El tiempo del arzobispo en Corea fue la última etapa de una visita de 10 días a los primates anglicanas en Hong Kong, Japón y Corea, que viajaba con su esposa, Caroline.Arzobispo Justin va a visitar todos los primates en la Comunión Anglicana durante sus primeros 18 meses en el cargo.  
'Juntos' 
En declaraciones a Episcopal News Service en la Asamblea del CMI, el arzobispo describió el "don" de ver la iglesia en toda su amplitud reunir. 
"Un montón de diferencia, mucha diferencia de opinión, un montón de fallos y defectos y grietas ... pero juntos.Eso ha sido algo realmente muy hermoso y me he encontrado profundamente conmovedor ", dijo. 

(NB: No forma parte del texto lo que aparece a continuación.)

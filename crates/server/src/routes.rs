//! HTTP routes.
//!
//! - `GET /search?query=<q>&page=<n>`: cached movie search (page defaults to 1)
//! - `GET /health`: liveness probe

use std::sync::Arc;

use axum::extract::{Query, State};
use axum::routing::get;
use axum::{Json, Router};
use cinecache_core::Error;
use tower_http::trace::TraceLayer;

use crate::error::ApiError;
use crate::search::{ResultPage, SearchService};

/// Shared handler state.
#[derive(Clone)]
pub struct AppState {
    pub search: Arc<SearchService>,
}

impl AppState {
    pub fn new(search: SearchService) -> Self {
        Self { search: Arc::new(search) }
    }
}

/// Build the application router.
pub fn router(state: AppState) -> Router {
    Router::new()
        .route("/search", get(search))
        .route("/health", get(health))
        .layer(TraceLayer::new_for_http())
        .with_state(state)
}

/// Validated `/search` parameters.
#[derive(Debug, PartialEq, Eq)]
struct SearchParams {
    query: String,
    page: u32,
}

impl SearchParams {
    /// Parse raw query pairs, rejecting missing or repeated values.
    ///
    /// `pageNumber` is accepted as an alias of `page`; giving both counts as repeated.
    fn from_pairs(pairs: &[(String, String)]) -> Result<Self, Error> {
        let mut queries = pairs.iter().filter(|(k, _)| k == "query").map(|(_, v)| v);
        let query = match (queries.next(), queries.next()) {
            (Some(q), None) if !q.trim().is_empty() => q.clone(),
            _ => return Err(Error::BadRequest("Invalid or missing 'query' query parameter".into())),
        };

        let mut pages = pairs
            .iter()
            .filter(|(k, _)| k == "page" || k == "pageNumber")
            .map(|(_, v)| v);
        let page = match (pages.next(), pages.next()) {
            (None, _) => 1,
            (Some(raw), None) => raw
                .trim()
                .parse::<u32>()
                .ok()
                .filter(|p| *p >= 1)
                .ok_or_else(|| Error::BadRequest("Invalid 'page' query parameter".into()))?,
            (Some(_), Some(_)) => return Err(Error::BadRequest("Invalid 'page' query parameter".into())),
        };

        Ok(Self { query, page })
    }
}

async fn search(
    State(state): State<AppState>, Query(pairs): Query<Vec<(String, String)>>,
) -> Result<Json<ResultPage>, ApiError> {
    let params = SearchParams::from_pairs(&pairs)?;
    let page = state.search.resolve(&params.query, params.page).await?;
    Ok(Json(page))
}

async fn health() -> &'static str {
    "ok"
}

En su discurso ante la Asamblea el viernes, el Arzobispo dijo que la Iglesia "no puede estar satisfecho" con la falta de unidad visible. 

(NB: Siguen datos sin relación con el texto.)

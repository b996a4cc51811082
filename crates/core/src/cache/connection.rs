//! Database connection management with pragma configuration.
//!
//! This module handles opening the SQLite database, applying required pragmas
//! for performance and concurrency (WAL mode), and running migrations.

use super::migrations;
use crate::Error;
use std::path::Path;
use tokio_rusqlite::Connection;

const PRAGMAS: &str = "PRAGMA journal_mode=WAL;
     PRAGMA synchronous=NORMAL;
     PRAGMA temp_store=MEMORY;
     PRAGMA busy_timeout=5000;";

/// Cache database handle.
///
/// Wraps a tokio-rusqlite Connection that runs database operations
/// on a background thread. Clones share the same connection.
#[derive(Clone, Debug)]
pub struct CacheDb {
    pub(crate) conn: Connection,
}

impl CacheDb {
    /// Open a database at the specified path.
    ///
    /// Creates the file if it doesn't exist, applies performance pragmas,
    /// and runs any pending migrations.
    pub async fn open(path: impl AsRef<Path>) -> Result<Self, Error> {
        let conn = Connection::open(path).await.map_err(|e| Error::Database(e.into()))?;
        Self::init(conn).await
    }

    /// Open an in-memory database for testing.
    pub async fn open_in_memory() -> Result<Self, Error> {
        let conn = Connection::open_in_memory()
            .await
            .map_err(|e| Error::Database(e.into()))?;
        Self::init(conn).await
    }

    async fn init(conn: Connection) -> Result<Self, Error> {
        conn.call(|conn| {
            conn.execute_batch(PRAGMAS)?;
            Ok(())
        })
        .await
        .map_err(Error::Database)?;

        migrations::run(&conn).await?;

        Ok(Self { conn })
    }

    /// Close the underlying connection, waiting for queued calls to finish.
    ///
    /// Any other clone of this handle fails with `STORE_UNAVAILABLE` afterwards.
    pub async fn close(self) -> Result<(), Error> {
        self.conn.close().await.map_err(Error::from)
    }
}

#[cfg(test)]
mod tests {
    use super::*;

    #[tokio::test]
    async fn test_open_in_memory() {
        let db = CacheDb::open_in_memory().await.unwrap();
        let version = db
            .conn
            .call(|conn| conn.query_row("SELECT sqlite_version()", [], |row| row.get::<_, String>(0)))
            .await
            .unwrap();
        assert!(!version.is_empty());
    }

    #[tokio::test]
    async fn test_close_then_use_fails() {
        let db = CacheDb::open_in_memory().await.unwrap();
        let other = db.clone();
        db.close().await.unwrap();

        let result = other
            .conn
            .call(|conn| conn.query_row("SELECT 1", [], |row| row.get::<_, i64>(0)))
            .await;
        assert!(result.is_err());
    }
}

"Tenemos que ser uno, visiblemente uno, para que el mundo crea.Debemos ser uno para que el Evangelio que predicamos no es negada por la forma en que vivimos en la separación », dijo el órgano rector del CMI. 
 
"Cuando no estamos en paz con Dios por medio de Jesucristo, no podemos ser constructores de paz - o portadores de la justicia - en el mundo. '
En un sermón en la Catedral de Seúl ayer, el arzobispo dijo que la iglesia tiene que cambiar ", ya que existe en una sociedad que cambia radicalmente, pero nunca se debe perder sus fundamentos. 

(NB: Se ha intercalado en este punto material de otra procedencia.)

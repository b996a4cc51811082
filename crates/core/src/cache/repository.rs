//! Domain operations on cached search pages.

use std::sync::Arc;

use super::record::CacheRecord;
use super::store::{CounterField, RecordStore};
use crate::Error;

/// Repository for cached search pages, built on a `RecordStore`.
#[derive(Clone)]
pub struct CacheRepository {
    store: Arc<dyn RecordStore>,
}

impl CacheRepository {
    pub fn new(store: Arc<dyn RecordStore>) -> Self {
        Self { store }
    }

    /// Look up the record stored at `key`.
    ///
    /// A missing record is `Ok(None)`, not an error.
    pub async fn find_by_id(&self, key: &str) -> Result<Option<CacheRecord>, Error> {
        let record = self.store.get(key).await?;
        tracing::debug!(key, found = record.is_some(), "cache lookup");
        Ok(record)
    }

    /// Write `record`, replacing whatever is stored at its key.
    ///
    /// This is a last-writer-wins upsert with no version check: an increment
    /// that lands between a caller's read and this write is overwritten.
    pub async fn create(&self, record: CacheRecord) -> Result<CacheRecord, Error> {
        self.store.put(&record).await?;
        tracing::debug!(key = %record.key, items = record.items.len(), "cache record written");
        Ok(record)
    }

    /// Atomically add one to the record's hit counter and return the result.
    ///
    /// # Errors
    ///
    /// Returns `Error::RecordNotFound` if nothing is stored at `key`.
    pub async fn increment_cache_counter(&self, key: &str) -> Result<CacheRecord, Error> {
        let record = self
            .store
            .increment_field(key, CounterField::HitCounter, 1)
            .await?
            .ok_or_else(|| Error::RecordNotFound(key.to_string()))?;
        tracing::debug!(key, hit_counter = record.hit_counter, "cache counter incremented");
        Ok(record)
    }
}
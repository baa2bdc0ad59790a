//! File access for table loading and storing.
//!
//! - [`CompressedReader`]: buffered input with gzip auto-detection
//! - [`CompressedWriter`]: buffered output with optional gzip compression

pub mod compression;

pub use compression::{has_gzip_extension, CompressedReader, CompressedWriter};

'Cambia al escuchar en la fe a Jesucristo, a través de la oración, a través de la apertura a lo nuevo ", dijo. 
Sin embargo, agregó: "Fundamentos de los apóstoles y profetas establecen la forma de la iglesia viva, la presencia viva de Jesús por su Espíritu establece la dirección de la iglesia."
A partir de la Epístola a los Efesios, el arzobispo dijo: "Recordando a nuestros fundamentos es cómo construimos la iglesia de hoy.Olvidando que significa que ya no estamos construyendo la iglesia de Dios, pero la nuestra ".
Arzobispo Justin con el Reverendísimo Paul Kim en la Catedral Anglicana de Seúl, Corea del Sur, 3 de noviembre de 2013. (Imagen cortesía de Seúl Catedral Anglicana)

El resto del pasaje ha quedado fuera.